Check upstream files to make sure gene names haven't been truncated (to 9 chars)
(the upstream maf files are generated automatically now, so we no longer need to do this)
[hgwdev:~/goldenPath/ponAbe2/multiz8way/maf> zcat upstream*.maf.gz | head
##maf version=1 scoring=zero a score=0.000000 s CG13384-RD_up_1000_chr2L_8383467_f 0 1000 + 1000
If the gene names are short (9 characters) contact the developer.
To generate a list of gene names and pipe to a file called "test": zcat upstream1000.maf.gz | grep "NM_.*" | cut -f2 -d" " > test
To see how many file names are 10 or more characters long: grep "[0-9]\{10,\}" test
Check upstream files to make sure sequence hasn't been reverse-complemented incorrectly
(the upstream maf files are generated automatically now, so we no longer need to do this)
Since reverse-complement is a relative thing, the MAF sequence is supposed to be in the direction of transcription. That is, for a negative strand gene, its reversed-complement of the genome sequence. So it is supposed to be r-c of the genome, and not r-c of the direction of transcription.
From the MAF file documentation:
strand -- Either '+' or '-'. If '-', then the alignment is to the reverse-complemented source.
Search in the MySQL database for a gene on the minus strand.
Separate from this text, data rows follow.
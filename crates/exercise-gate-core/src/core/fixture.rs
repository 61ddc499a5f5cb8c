// crates/exercise-gate-core/src/core/fixture.rs
// ============================================================================
// Module: Exercise Gate Fixtures
// Description: Literal input/expected examples for one topic.
// Purpose: Provide immutable, serializable verification data.
// Dependencies: serde, serde_json
// ============================================================================

//! ## Overview
//! A fixture is either a single call (`inputs` and one expectation) or a
//! script that constructs a stateful candidate and replays operations with
//! interleaved expectations. Fixtures are pure data and are never mutated
//! once a topic's fixture list has been accepted.
//!
//! Expected failures are tagged with a [`RejectionKind`] rather than encoded
//! as sentinel values such as `-1` or `null`.

// ============================================================================
// SECTION: Imports
// ============================================================================

use std::fmt;

use serde::Deserialize;
use serde::Serialize;
use serde_json::Value;

// ============================================================================
// SECTION: Rejections
// ============================================================================

/// Domain-level refusal a candidate reports instead of a value.
#[derive(Debug, Clone, Copy, PartialEq, Eq, Hash, Serialize, Deserialize)]
#[serde(rename_all = "snake_case")]
pub enum RejectionKind {
    /// The requested element or answer does not exist.
    NotFound,
    /// The container is empty.
    Empty,
    /// The container is at capacity.
    Full,
    /// The arguments are outside the operation's domain.
    InvalidInput,
}

impl RejectionKind {
    /// Stable label used in reports and audit events.
    #[must_use]
    pub const fn as_str(self) -> &'static str {
        match self {
            Self::NotFound => "not_found",
            Self::Empty => "empty",
            Self::Full => "full",
            Self::InvalidInput => "invalid_input",
        }
    }
}

impl fmt::Display for RejectionKind {
    fn fmt(&self, f: &mut fmt::Formatter<'_>) -> fmt::Result {
        f.write_str(self.as_str())
    }
}

// ============================================================================
// SECTION: Expectations
// ============================================================================

/// Expected result of a call or script step.
#[derive(Debug, Clone, PartialEq, Serialize, Deserialize)]
#[serde(rename_all = "snake_case")]
pub enum Expected {
    /// A semantic value.
    Value(Value),
    /// A tagged rejection.
    Rejected(RejectionKind),
}

impl Expected {
    /// Expects the given value.
    #[must_use]
    pub const fn value(value: Value) -> Self {
        Self::Value(value)
    }

    /// Expects a [`RejectionKind::NotFound`] rejection.
    #[must_use]
    pub const fn not_found() -> Self {
        Self::Rejected(RejectionKind::NotFound)
    }

    /// Expects a [`RejectionKind::Empty`] rejection.
    #[must_use]
    pub const fn empty() -> Self {
        Self::Rejected(RejectionKind::Empty)
    }

    /// Expects a [`RejectionKind::Full`] rejection.
    #[must_use]
    pub const fn full() -> Self {
        Self::Rejected(RejectionKind::Full)
    }
}

// ============================================================================
// SECTION: Fixtures
// ============================================================================

/// One operation of a stateful fixture script.
#[derive(Debug, Clone, PartialEq, Serialize, Deserialize)]
pub struct Step {
    /// Operation name declared by the topic contract.
    pub op: String,
    /// Operation arguments.
    #[serde(default)]
    pub args: Vec<Value>,
    /// Expectation checked after the step; `None` only drives state.
    #[serde(default, skip_serializing_if = "Option::is_none")]
    pub expected: Option<Expected>,
}

impl Step {
    /// Step whose result is not checked.
    #[must_use]
    pub fn run(op: impl Into<String>, args: Vec<Value>) -> Self {
        Self {
            op: op.into(),
            args,
            expected: None,
        }
    }

    /// Step whose result must match `expected`.
    #[must_use]
    pub fn expect(op: impl Into<String>, args: Vec<Value>, expected: Expected) -> Self {
        Self {
            op: op.into(),
            args,
            expected: Some(expected),
        }
    }
}

/// Literal verification example for one topic.
#[derive(Debug, Clone, PartialEq, Serialize, Deserialize)]
#[serde(tag = "kind", rename_all = "snake_case")]
pub enum Fixture {
    /// Single invocation of a pure candidate.
    Call {
        /// Positional inputs.
        inputs: Vec<Value>,
        /// Expected result.
        expected: Expected,
    },
    /// Construction of a stateful candidate followed by operations.
    Script {
        /// Constructor arguments.
        #[serde(default)]
        init: Vec<Value>,
        /// Operations replayed in order.
        steps: Vec<Step>,
    },
}

impl Fixture {
    /// Builds a call fixture.
    #[must_use]
    pub const fn call(inputs: Vec<Value>, expected: Expected) -> Self {
        Self::Call {
            inputs,
            expected,
        }
    }

    /// Builds a script fixture.
    #[must_use]
    pub const fn script(init: Vec<Value>, steps: Vec<Step>) -> Self {
        Self::Script {
            init,
            steps,
        }
    }

    /// Returns the fixture kind label.
    #[must_use]
    pub const fn kind_label(&self) -> &'static str {
        match self {
            Self::Call {
                ..
            } => "call",
            Self::Script {
                ..
            } => "script",
        }
    }

    /// Positional inputs for calls, constructor arguments for scripts.
    #[must_use]
    pub fn inputs(&self) -> &[Value] {
        match self {
            Self::Call {
                inputs, ..
            } => inputs,
            Self::Script {
                init, ..
            } => init,
        }
    }
}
Then find that gene in the upstream1000.maf.gz file then check for correct r-c.
e.g.
mysql> select name, chrom, strand from ensGene where strand = "-" limit 1\G
name: ENSORLT00000000020
chrom: chr1
strand: -
[hgwdev:~/goldenPath/oryLat2/multiz5way> zcat ensGene.upstream1000.maf.gz | grep "ENSORLT00000000020"
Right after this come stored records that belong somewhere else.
impl Verifier {
    /// Creates a verifier without audit output.
    #[must_use]
    pub fn new(config: VerifierConfig) -> Self {
        Self {
            config,
            audit: Arc::new(NoopAuditSink),
        }
    }

    /// Routes outcome events to `audit`.
    #[must_use]
    pub fn with_audit(mut self, audit: Arc<dyn AuditSink>) -> Self {
        self.audit = audit;
        self
    }

    /// Returns the active settings.
    #[must_use]
    pub const fn config(&self) -> VerifierConfig {
        self.config
    }

    /// Verifies `candidate` against every fixture, one outcome per fixture.
    #[must_use]
    pub fn verify(
        &self,
        contract: &Contract,
        candidate: &Candidate,
        fixtures: &[Fixture],
    ) -> Vec<Outcome> {
        fixtures
            .iter()
            .enumerate()
            .map(|(index, fixture)| {
                let outcome = self.verify_fixture(contract, candidate, index, fixture);
                let event = FixtureOutcomeEvent::from_outcome(&outcome);
                shielded(|| self.audit.record_outcome(&event));
                outcome
            })
            .collect()
    }

    /// Verifies a candidate and packages the result as a report entry.
    #[must_use]
    pub fn verify_candidate(
        &self,
        contract: &Contract,
        candidate: &Candidate,
        fixtures: &[Fixture],
        fixture_digest: Option<HashDigest>,
    ) -> ReportEntry {
        let entry = ReportEntry {
            topic_id: candidate.topic_id.clone(),
            variant_name: candidate.variant_name.clone(),
            kind: candidate.kind,
            fixture_digest,
            outcomes: self.verify(contract, candidate, fixtures),
        };
        shielded(|| self.audit.record_candidate(&CandidateVerifiedEvent::from_entry(&entry)));
        entry
    }

    /// Verifies one fixture.
    #[must_use]
    pub fn verify_fixture(
        &self,
        contract: &Contract,
        candidate: &Candidate,
        index: usize,
        fixture: &Fixture,
    ) -> Outcome {
        let verdict = match compatibility(contract, candidate, fixture) {
            Err(fault) => Verdict::error(None, fault),
            Ok(()) => match self.execute(candidate, fixture, index) {
                Execution::Finished(trace) => judge(contract, fixture, trace),
                Execution::TimedOut => Verdict {
                    status: OutcomeStatus::Timeout,
                    step: None,
                    observed: None,
                    fault: None,
                },
                Execution::NotStarted(fault) => Verdict::error(None, fault),
            },
        };
        Outcome {
            topic_id: candidate.topic_id.clone(),
            variant_name: candidate.variant_name.clone(),
            fixture_index: index,
            status: verdict.status,
            step: verdict.step,
            observed: verdict.observed,
            fault: verdict.fault,
        }
    }

    /// Runs the fixture on a dedicated thread bounded by the timeout.
    fn execute(&self, candidate: &Candidate, fixture: &Fixture, index: usize) -> Execution {
        let (sender, receiver) = mpsc::sync_channel(1);
        let callable = candidate.callable.clone();
        let fixture = fixture.clone();
        let name =
            format!("exercise-gate-{}-{}-{index}", candidate.topic_id, candidate.variant_name);
        let spawned =
            thread::Builder::new().name(name).stack_size(INVOCATION_STACK_BYTES).spawn(move || {
                let _ = sender.send(run_trace(&callable, &fixture));
            });
        if let Err(err) = spawned {
            return Execution::NotStarted(CandidateFault::new(FaultKind::Spawn, err.to_string()));
        }
        match receiver.recv_timeout(self.config.fixture_timeout) {
            Ok(trace) => Execution::Finished(trace),
            Err(RecvTimeoutError::Timeout) => Execution::TimedOut,
            Err(RecvTimeoutError::Disconnected) => Execution::Finished(Trace {
                observations: Vec::new(),
                fault: Some((
                    None,
                    CandidateFault::new(
                        FaultKind::Panic,
                        "invocation thread exited without a result",
                    ),
                )),
            }),
        }
    }
}

impl Default for Verifier {
    fn default() -> Self {
        Self::new(VerifierConfig::default())
    }
}

// ============================================================================
// SECTION: Execution
// ============================================================================

/// Result of waiting on an invocation thread.
enum Execution {
    /// The thread reported a trace.
    Finished(Trace),
    /// The deadline passed first.
    TimedOut,
    /// The thread could not be spawned.
    NotStarted(CandidateFault),
}

/// Observations collected until completion or the first fault.
struct Trace {
    /// One observation per completed call or step.
    observations: Vec<Observation>,
    /// Fault and the step it occurred at (`None` for call or constructor).
    fault: Option<(Option<usize>, CandidateFault)>,
}

/// Runs a fixture to completion inside the invocation thread.
fn run_trace(callable: &Callable, fixture: &Fixture) -> Trace {
    match (callable, fixture) {
        (
            Callable::Pure(call),
            Fixture::Call {
                inputs, ..
            },
        ) => match guarded(|| call(inputs)) {
            Ok(observation) => Trace {
                observations: vec![observation],
                fault: None,
            },
            Err(fault) => Trace {
                observations: Vec::new(),
                fault: Some((None, fault)),
            },
        },
        (
            Callable::Stateful(construct),
            Fixture::Script {
                init,
                steps,
            },
        ) => {
            let mut session = match guarded(|| construct(init)) {
                Ok(session) => session,
                Err(fault) => {
                    return Trace {
                        observations: Vec::new(),
                        fault: Some((None, fault)),
                    };
                }
            };
            let mut observations = Vec::with_capacity(steps.len());
            for (index, step) in steps.iter().enumerate() {
                match guarded(|| session.apply(&step.op, &step.args)) {
                    Ok(observation) => observations.push(observation),
                    Err(fault) => {
                        return Trace {
                            observations,
                            fault: Some((Some(index), fault)),
                        };
                    }
                }
            }
            Trace {
                observations,
                fault: None,
            }
        }
        _ => Trace {
            observations: Vec::new(),
            fault: Some((
                None,
                CandidateFault::new(FaultKind::Incompatible, "callable does not fit fixture kind"),
            )),
        },
    }
}

/// Invokes a candidate boundary, converting panics into faults.
fn guarded<T>(call: impl FnOnce() -> Result<T, CandidateFault>) -> Result<T, CandidateFault> {
    match panic::catch_unwind(AssertUnwindSafe(call)) {
        Ok(result) => result,
        Err(payload) => Err(CandidateFault::new(FaultKind::Panic, panic_message(payload.as_ref()))),
    }
}

/// Entry recording an `Error` outcome for every fixture of a candidate whose
/// verification was cut short by `fault`.
pub(crate) fn aborted_entry(
    candidate: &Candidate,
    fixtures: &[Fixture],
    fixture_digest: Option<HashDigest>,
    fault: &CandidateFault,
) -> ReportEntry {
    ReportEntry {
        topic_id: candidate.topic_id.clone(),
        variant_name: candidate.variant_name.clone(),
        kind: candidate.kind,
        fixture_digest,
        outcomes: (0 .. fixtures.len())
            .map(|index| Outcome {
                topic_id: candidate.topic_id.clone(),
                variant_name: candidate.variant_name.clone(),
                fixture_index: index,
                status: OutcomeStatus::Error,
                step: None,
                observed: None,
                fault: Some(fault.clone()),
            })
            .collect(),
    }
}

/// Extracts a readable panic message.
pub(crate) fn panic_message(payload: &(dyn Any + Send)) -> String {
    if let Some(message) = payload.downcast_ref::<&str>() {
        (*message).to_string()
    } else if let Some(message) = payload.downcast_ref::<String>() {
        message.clone()
    } else {
        "candidate panicked with a non-string payload".to_string()
    }
}

/// Checks callable and fixture kinds against the contract.
fn compatibility(
    contract: &Contract,
    candidate: &Candidate,
    fixture: &Fixture,
) -> Result<(), CandidateFault> {
    let callable = candidate.callable.determinism();
    if callable != contract.determinism {
        return Err(CandidateFault::new(
            FaultKind::Incompatible,
            format!(
                "candidate is {} but topic {} is {}",
                determinism_name(callable),
                contract.topic_id,
                determinism_name(contract.determinism)
            ),
        ));
    }
    let fits = matches!(
        (contract.determinism, fixture),
        (Determinism::Pure, Fixture::Call { .. })
            | (Determinism::Stateful, Fixture::Script { .. })
    );
    if fits {
        Ok(())
    } else {
        Err(CandidateFault::new(
            FaultKind::Incompatible,
            format!("{} fixture does not fit topic {}", fixture.kind_label(), contract.topic_id),
        ))
    }
}

/// Returns a label for a determinism value.
const fn determinism_name(determinism: Determinism) -> &'static str {
    match determinism {
        Determinism::Pure => "pure",
        Determinism::Stateful => "stateful",
    }
}

// ============================================================================
// SECTION: Judgement
// ============================================================================

/// Status plus supporting detail for one fixture.
struct Verdict {
    /// Outcome status.
    status: OutcomeStatus,
    /// Deciding step.
    step: Option<usize>,
    /// Deciding observation.
    observed: Option<Observation>,
    /// Captured fault.
    fault: Option<CandidateFault>,
}

impl Verdict {
    /// Error verdict.
    const fn error(step: Option<usize>, fault: CandidateFault) -> Self {
        Self {
            status: OutcomeStatus::Error,
            step,
            observed: None,
            fault: Some(fault),
        }
    }

    /// Pass or fail verdict carrying the observation.
    const fn compared(passed: bool, step: Option<usize>, observed: Option<Observation>) -> Self {
        Self {
            status: if passed { OutcomeStatus::Pass } else { OutcomeStatus::Fail },
            step,
            observed,
            fault: None,
        }
    }
}

/// Compares a finished trace with the fixture's expectations.
fn judge(contract: &Contract, fixture: &Fixture, trace: Trace) -> Verdict {
    let Trace {
        observations,
        fault,
    } = trace;
    match fixture {
        Fixture::Call {
            inputs,
            expected,
        } => {
            if let Some((step, fault)) = fault {
                return Verdict::error(step, fault);
            }
            let Some(observed) = observations.into_iter().next() else {
                return Verdict::error(
                    None,
                    CandidateFault::new(FaultKind::Incompatible, "candidate produced no result"),
                );
            };
            let passed = observation_matches(&contract.comparison, inputs, expected, &observed);
            Verdict::compared(passed, None, Some(observed))
        }
        Fixture::Script {
            steps, ..
        } => {
            for (index, (step, observed)) in steps.iter().zip(observations).enumerate() {
                let Some(expected) = &step.expected else {
                    continue;
                };
                let comparison =
                    contract.operation(&step.op).map_or(Comparison::Exact, |spec| spec.comparison);
                if !observation_matches(&comparison, &step.args, expected, &observed) {
                    return Verdict::compared(false, Some(index), Some(observed));
                }
            }
            match fault {
                Some((step, fault)) => Verdict::error(step, fault),
                None => Verdict::compared(true, None, None),
            }
        }
    }
}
s ENSORLT00000000020 0 1000 + 1000 gacactgaaggacgtGGACGTTATTTACCAACATCAAAGCACACAAATATAtggcacagaaac [ -clip - ]
Check this sequence with the sequence just upstream from this gene in the browser.
Test in the Genome Browser
- Zoom back in to <50,000 bp and find example areas of all annotation types (check against the maf file for that location):
- pale yellow bar
- green square brackets
- vertical blue bar
- gaps
- Note that it is much easier to see the yellow, green and blue areas when Multiz Alignments is set to "pack" in the track controls.
Check the Most Conserved description page (this no longer exists)
- Most Conserved track:
- Make sure the text refers to the correct species.
Make a list of all organisms for which there are nets & chains and put them in phylogenetic order
This will provide you with a reference for the phylogenetic order of species. Wikipedia is a good place to look for species relationships to confirm that our tree is correct (e.g., euarchontoglires, Laurasiatheria, primates, carnivores). NCBI's Taxonomy Browser and Wellcome's Interactive Tree of Life can also be helpful.
- hg18
- panTro2
- ...
We no longer build a phylogenetic tree to "confirm that our tree is correct" because, in short, our tree is better. To quote Hiram:
We only start with NCBI taxonomy guidelines. Since that start we have received numerous inputs on how this tree is constructed from experts in the various clades. There are no trees that are accurate, since the truth isn't actually known, there are only approximations. Our tree is one approximation, it will be improved in the future. We most likely have enough data to make our own calculation of what the tree might better be, but we don't do taxonomy estimations even though they would be fun. This 100-way tree is only a subset of the more extensive 191-way tree that is in the source tree in kent/src/hg/utils/phyloTrees/*.nh This is an evolving project.